No, it only applies to compound math objects like complex numbers, vectors, matrix arithmetic. All specialised stuff, where the meaning of arithmentical and logical operators is altered in some way.

Emil_halim

  • Guest
Re: Overloaded operators
« Reply #5 on: April 28, 2013, 07:02:52 AM »
Hi Charles,

why you want do that , it is so simple if vectors  , complex numbers ,.... are classes then creating + - / +
symbol operator is the ideal methods for math calculation.

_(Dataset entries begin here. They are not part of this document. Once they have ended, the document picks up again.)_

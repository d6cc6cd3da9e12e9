//! Giveaway record and state machine
//!
//! A giveaway is `Running` from creation until it is either `Ended` (winners
//! drawn) or `Cancelled`. Both are terminal; only an ended giveaway can be rerolled.

use super::{GiveawayError, GiveawayResult};
use chrono::{DateTime, Utc};
use rand::Rng;
use rand::seq::IndexedRandom;
use serde::{Deserialize, Serialize};
use std::collections::BTreeSet;
use tracing::info;

/// Maximum winners per giveaway
pub const MAX_WINNERS: u32 = 10;

/// Giveaway lifecycle states
#[derive(Debug, Clone, Copy, PartialEq, Eq, Hash, Serialize, Deserialize, Default)]
pub enum GiveawayState {
    #[default]
    Running,
    Ended,
    Cancelled,
}

impl std::fmt::Display for GiveawayState {
    fn fmt(&self, f: &mut std::fmt::Formatter<'_>) -> std::fmt::Result {
        match self {
            Self::Running => write!(f, "Running"),
            Self::Ended => write!(f, "Ended"),
            Self::Cancelled => write!(f, "Cancelled"),
        }
    }
}

/// One giveaway, keyed by the id of its announcement message
#[derive(Debug, Clone, PartialEq, Eq, Serialize, Deserialize)]
pub struct GiveawayRecord {
    pub message_id: u64,
    pub guild_id: u64,
    pub channel_id: u64,
    pub host_id: u64,
    pub prize: String,
    pub winner_count: u32,
    pub ends_at: DateTime<Utc>,
    #[serde(default)]
    pub state: GiveawayState,
    #[serde(default)]
    pub entrants: BTreeSet<u64>,
    #[serde(default)]
    pub winners: Vec<u64>,
    pub created_at: DateTime<Utc>,
}

impl GiveawayRecord {
    /// Create a running giveaway
    ///
    /// # Errors
    /// Returns an error if `winner_count` is outside `1..=MAX_WINNERS`
    pub fn new(
        message_id: u64,
        guild_id: u64,
        channel_id: u64,
        host_id: u64,
        prize: impl Into<String>,
        winner_count: u32,
        ends_at: DateTime<Utc>,
    ) -> GiveawayResult<Self> {
        if !(1..=MAX_WINNERS).contains(&winner_count) {
            return Err(GiveawayError::InvalidWinnerCount(winner_count));
        }

        Ok(Self {
            message_id,
            guild_id,
            channel_id,
            host_id,
            prize: prize.into(),
            winner_count,
            ends_at,
            state: GiveawayState::Running,
            entrants: BTreeSet::new(),
            winners: Vec::new(),
            created_at: Utc::now(),
        })
    }

    #[must_use]
    pub fn is_running(&self) -> bool {
        self.state == GiveawayState::Running
    }

    /// Add an entrant; `false` if already entered or not running
    pub fn enter(&mut self, user_id: u64) -> bool {
        self.is_running() && self.entrants.insert(user_id)
    }

    /// Remove an entrant; `false` if not entered or not running
    pub fn leave(&mut self, user_id: u64) -> bool {
        self.is_running() && self.entrants.remove(&user_id)
    }

    /// Draw winners and move to `Ended`
    ///
    /// # Errors
    /// Returns an error if the giveaway is not running
    pub fn end<R: Rng + ?Sized>(&mut self, rng: &mut R) -> GiveawayResult<&[u64]> {
        self.transition(GiveawayState::Ended)?;
        self.winners = pick_winners(&self.entrants, self.winner_count, self.host_id, rng);

        info!(
            message_id = %self.message_id,
            guild_id = %self.guild_id,
            entrants = self.entrants.len(),
            winners = ?self.winners,
            "Giveaway ended"
        );
        Ok(&self.winners)
    }

    /// Move to `Cancelled` without drawing
    ///
    /// # Errors
    /// Returns an error if the giveaway is not running
    pub fn cancel(&mut self) -> GiveawayResult<()> {
        self.transition(GiveawayState::Cancelled)?;
        info!(message_id = %self.message_id, guild_id = %self.guild_id, "Giveaway cancelled");
        Ok(())
    }

    /// Draw a fresh set of winners for an ended giveaway
    ///
    /// # Errors
    /// Returns an error unless the giveaway has ended
    pub fn reroll<R: Rng + ?Sized>(&mut self, rng: &mut R) -> GiveawayResult<&[u64]> {
        if self.state != GiveawayState::Ended {
            return Err(GiveawayError::InvalidTransition {
                from: self.state,
                to: GiveawayState::Ended,
            });
        }
        self.winners = pick_winners(&self.entrants, self.winner_count, self.host_id, rng);
        Ok(&self.winners)
    }

    fn transition(&mut self, to: GiveawayState) -> GiveawayResult<()> {
        if self.state != GiveawayState::Running {
            return Err(GiveawayError::InvalidTransition {
                from: self.state,
                to,
            });
        }
        self.state = to;
        Ok(())
    }
}

/// Uniform sample of up to `count` distinct entrants, never the host
pub fn pick_winners<R: Rng + ?Sized>(
    entrants: &BTreeSet<u64>,
    count: u32,
    host_id: u64,
    rng: &mut R,
) -> Vec<u64> {
    let pool: Vec<u64> = entrants.iter().copied().filter(|&id| id != host_id).collect();
    let count = usize::try_from(count).unwrap_or(usize::MAX);
    pool.choose_multiple(rng, count).copied().collect()
}

#[cfg(test)]
mod tests {
    use super::*;
    use rand::SeedableRng;
    use rand::rngs::StdRng;

    fn record(winners: u32) -> GiveawayRecord {
        GiveawayRecord::new(10, 1, 2, 99, "Nitro", winners, Utc::now()).unwrap()
    }

    #[test]
    fn test_winner_count_bounds() {
        assert!(GiveawayRecord::new(1, 1, 1, 1, "x", 0, Utc::now()).is_err());
        assert!(GiveawayRecord::new(1, 1, 1, 1, "x", 11, Utc::now()).is_err());
        assert!(GiveawayRecord::new(1, 1, 1, 1, "x", 10, Utc::now()).is_ok());
    }

    #[test]
    fn test_enter_and_leave() {
        let mut giveaway = record(1);
        assert!(giveaway.enter(5));
        assert!(!giveaway.enter(5));
        assert!(giveaway.leave(5));
        assert!(!giveaway.leave(5));
    }

    #[test]
    fn test_end_draws_distinct_winners_excluding_host() {
        let mut rng = StdRng::seed_from_u64(7);
        let mut giveaway = record(3);
        for user in [99, 1, 2, 3, 4, 5] {
            giveaway.enter(user);
        }

        let winners = giveaway.end(&mut rng).unwrap().to_vec();
        assert_eq!(winners.len(), 3);
        assert!(!winners.contains(&99));
        let unique: BTreeSet<u64> = winners.iter().copied().collect();
        assert_eq!(unique.len(), 3);
        assert_eq!(giveaway.state, GiveawayState::Ended);

        // Entries are frozen once ended
        assert!(!giveaway.enter(6));
    }

    #[test]
    fn test_fewer_entrants_than_winners() {
        let mut rng = StdRng::seed_from_u64(1);
        let mut giveaway = record(5);
        giveaway.enter(1);
        giveaway.enter(2);

        let winners = giveaway.end(&mut rng).unwrap();
        assert_eq!(winners.len(), 2);
    }

    #[test]
    fn test_no_entrants() {
        let mut rng = StdRng::seed_from_u64(1);
        let mut giveaway = record(1);
        assert!(giveaway.end(&mut rng).unwrap().is_empty());
    }

    #[test]
    fn test_invalid_transitions() {
        let mut rng = StdRng::seed_from_u64(1);

        let mut giveaway = record(1);
        assert!(giveaway.reroll(&mut rng).is_err());
        giveaway.cancel().unwrap();
        assert!(matches!(
            giveaway.end(&mut rng),
            Err(GiveawayError::InvalidTransition {
                from: GiveawayState::Cancelled,
                ..
            })
        ));
        assert!(giveaway.cancel().is_err());
        assert!(giveaway.reroll(&mut rng).is_err());

        let mut giveaway = record(1);
        giveaway.end(&mut rng).unwrap();
        assert!(giveaway.cancel().is_err());
    }

    #[test]
    fn test_reroll_after_end() {
        let mut rng = StdRng::seed_from_u64(3);
        let mut giveaway = record(1);
        for user in 1..=20 {
            giveaway.enter(user);
        }
        giveaway.end(&mut rng).unwrap();

        let rerolled = giveaway.reroll(&mut rng).unwrap().to_vec();
        assert_eq!(rerolled.len(), 1);
        assert!(giveaway.entrants.contains(&rerolled[0]));
    }

    #[test]
    fn test_yaml_round_trip() {
        let mut giveaway = record(2);
        giveaway.enter(4);
        let yaml = serde_yaml::to_string(&giveaway).unwrap();
        let back: GiveawayRecord = serde_yaml::from_str(&yaml).unwrap();
        assert_eq!(back, giveaway);
    }
}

if not so what is the types of them ?     

Charles Pegge

  • Guest
Re: Overloaded operators
« Reply #6 on: April 28, 2013, 08:25:12 AM »
Hi Emil,

My main concerns are:

1 Rarely used - conventional methods would do the same job with little loss of clarity.
2 Additional compiler complexity.
3 Leaky abstraction. These constructs do not behave like simple numeric values.
4 My current implementation is not thread-safe.
5 Too slow. Current implementation of complex numbers, not fast enough for rendering Mandelbrots etc.